The convergence of electronics consumer products, the rise of Internet usage and the digitization of most communications technology has made it quite easy to copy anything. A precedent case was filed by the music group Metallica against the founder and those who had availed of the file-sharing services of Napster software as a copyright infringement. Intellectual property right pertains to a right that gives a producer (either author, artist, composer, inventor or publisher) the exclusive right to produce and distribute expressive work and this expressive work must be reproducible in some tangible form (means it can be copied) on some material like paper, tapes, films, clay or computer disks.
It must be substantially new and lastly, only expressive works can be protected but not the original ideas behind it. Discussion Most business organizations would immediately patent any invention by an employee as a strategic and economic policy to enhance their competitiveness within their industry and further protect themselves from imitations (Andersen 148). There are various country, federal and state laws regarding who owns the rights to an invention (as an example here) discovered or made by an employee.
Generally speaking, it is the employer who has the right to patent an invention by virtue of an employment contract with the employee, who in exchange for wages or a monthly salary, is willing to cede the rights and ownership of such inventions in favour of the company he works for. The new invention is therefore the property of the old employer. It is not absolute, however. There is usually a clause in such employment contracts termed as a “trailing obligation clause” in which a previous employer has the rights to such an invention or innovation for up to between six to twelve months only after the end of employment.

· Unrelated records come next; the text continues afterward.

//! Event schema for pings.

use std::collections::BTreeMap;

use serde::{Deserialize, Serialize};

use crate::telemetry::types::now_millis;

/// One event inside a ping. The timestamp is taken when the event is built.
#[derive(Debug, Clone, PartialEq, Eq, Serialize, Deserialize)]
pub struct GleanEvent {
    category: String,
    name: String,
    timestamp: i64,
    extra: BTreeMap<String, String>,
}

impl GleanEvent {
    pub fn new(category: impl Into<String>, name: impl Into<String>, extra: EventExtras) -> Self {
        Self {
            category: category.into(),
            name: name.into(),
            timestamp: now_millis(),
            extra: extra.0,
        }
    }

    pub fn category(&self) -> &str {
        &self.category
    }

    pub fn name(&self) -> &str {
        &self.name
    }

    /// Milliseconds since Unix epoch.
    pub fn timestamp(&self) -> i64 {
        self.timestamp
    }

    pub fn extra(&self) -> &BTreeMap<String, String> {
        &self.extra
    }
}

/// Builder for event extras. Every value is stored as its string rendering.
#[derive(Debug, Clone, Default, PartialEq, Eq)]
pub struct EventExtras(BTreeMap<String, String>);

impl EventExtras {
    pub fn new() -> Self {
        Self::default()
    }

    pub fn string(mut self, key: impl Into<String>, value: impl Into<String>) -> Self {
        self.0.insert(key.into(), value.into());
        self
    }

    pub fn quantity(mut self, key: impl Into<String>, value: i64) -> Self {
        self.0.insert(key.into(), value.to_string());
        self
    }

    /// Rendered as `"true"` / `"false"`.
    pub fn boolean(mut self, key: impl Into<String>, value: bool) -> Self {
        self.0.insert(key.into(), value.to_string());
        self
    }
}

/// Anything that can be embedded as an event in a ping.
///
/// Pings narrow this with their own marker trait so that only the events
/// declared for that ping can be passed to its record method.
pub trait IntoGleanEvent {
    fn glean_event(&self) -> GleanEvent;
}
//! Property-based tests for ping shape guarantees
//! Configuration System
//!
//! Layered configuration for a host process that emits Glean server events:
//! application identity, where telemetry lines go, and diagnostic logging.
//! Defaults, a global file, project files and environment variables are merged
//! in that order.

use crate::error::ConfigError;
use crate::logging::LoggingConfig;
use crate::telemetry::{AppIdentity, GleanEventsLogger, LineSink};
use serde::{Deserialize, Serialize};
use std::path::PathBuf;

mod facade;
mod merge;
mod sources;

pub use facade::ConfigLoader;

/// Serializes tests that read or write process environment variables.
#[cfg(test)]
pub(crate) static ENV_MUTEX: std::sync::Mutex<()> = std::sync::Mutex::new(());

/// Root configuration structure
#[derive(Debug, Clone, Default, Serialize, Deserialize)]
pub struct GleanServerConfig {
    /// Identity copied into every ping
    #[serde(default)]
    pub app: AppIdentity,

    /// Telemetry output
    #[serde(default)]
    pub output: OutputConfig,

    /// Logging configuration
    #[serde(default)]
    pub logging: LoggingConfig,
}

#[derive(Debug, Clone, Copy, Default, PartialEq, Eq, Serialize, Deserialize)]
#[serde(rename_all = "snake_case")]
pub enum OutputTarget {
    #[default]
    Stdout,
    Stderr,
    File,
}

/// Where telemetry lines are written
#[derive(Debug, Clone, Default, Serialize, Deserialize)]
pub struct OutputConfig {
    #[serde(default)]
    pub target: OutputTarget,

    /// Required when target is "file"; opened in append mode
    #[serde(default)]
    pub path: Option<PathBuf>,
}

impl OutputConfig {
    pub fn validate(&self) -> Result<(), String> {
        if self.target == OutputTarget::File && self.path.is_none() {
            return Err("output.path is required when output.target = \"file\"".to_string());
        }
        Ok(())
    }

    /// Open the configured sink.
    pub fn open_sink(&self) -> Result<LineSink, ConfigError> {
        match self.target {
            OutputTarget::Stdout => Ok(LineSink::stdout()),
            OutputTarget::Stderr => Ok(LineSink::stderr()),
            OutputTarget::File => {
                let path = self
                    .path
                    .as_ref()
                    .ok_or_else(|| ConfigError::Invalid("output.path is not set".to_string()))?;
                LineSink::append_file(path).map_err(|source| ConfigError::Output {
                    path: path.clone(),
                    source,
                })
            }
        }
    }
}

/// Configuration validation errors
#[derive(Debug, Clone)]
pub enum ValidationError {
    App(String),
    Output(String),
}

impl std::fmt::Display for ValidationError {
    fn fmt(&self, f: &mut std::fmt::Formatter<'_>) -> std::fmt::Result {
        match self {
            ValidationError::App(msg) => write!(f, "App: {}", msg),
            ValidationError::Output(msg) => write!(f, "Output: {}", msg),
        }
    }
}

impl std::error::Error for ValidationError {}

impl GleanServerConfig {
    /// Validate the entire configuration
    pub fn validate(&self) -> Result<(), Vec<ValidationError>> {
        let mut errors = Vec::new();

        if self.app.app_id.trim().is_empty() {
            errors.push(ValidationError::App("app_id cannot be empty".to_string()));
        }

        if let Err(e) = self.output.validate() {
            errors.push(ValidationError::Output(e));
        }

        if errors.is_empty() {
            Ok(())
        } else {
            Err(errors)
        }
    }

    /// Validate, open the sink and build a logger.
    pub fn build_logger(&self) -> Result<GleanEventsLogger, ConfigError> {
        self.validate().map_err(|errors| {
            let error_msgs: Vec<String> = errors.iter().map(|e| e.to_string()).collect();
            ConfigError::Invalid(error_msgs.join("\n"))
        })?;
        let sink = self.output.open_sink()?;
        Ok(GleanEventsLogger::new(self.app.clone()).with_sink(sink))
    }
}
//! Project config file source: config/config.toml and config/{env}.toml

use config::builder::DefaultState;
use config::ConfigBuilder;
use config::ConfigError;
use config::File;
use std::path::Path;

/// Add project config files to builder.
/// Precedence: config/config.toml (base) then config/{GLEAN_SERVER_ENV}.toml (env-specific).
pub fn add_to_builder(
    builder: ConfigBuilder<DefaultState>,
    project_root: &Path,
) -> Result<ConfigBuilder<DefaultState>, ConfigError> {
    let config_dir = project_root.join("config");
    let env_name = std::env::var("GLEAN_SERVER_ENV").unwrap_or_else(|_| "development".to_string());

    let mut builder = builder;

    let base_config_path = config_dir.join("config.toml");
    if base_config_path.exists() {
        builder = builder.add_source(File::from(base_config_path.as_path()).required(false));
    }

    let env_config_path = config_dir.join(format!("{}.toml", env_name));
    if env_config_path.exists() {
        builder = builder.add_source(File::from(env_config_path.as_path()).required(false));
    }

    Ok(builder)
}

If the company does not show interest in said invention, then the employee owns the rights. The employer organisation has the option of either patenting the invention or not. It is up to the company to decide on this matter since other issues might negate the necessity of the patent application. Reasons could include the conclusion that the invention is not patentable or there is a high cost in detecting and pursuing patent infringements (Davis 148). A primary responsibility of the employer is to explore all possible options regarding the commercial and technical viability of the invention or innovation.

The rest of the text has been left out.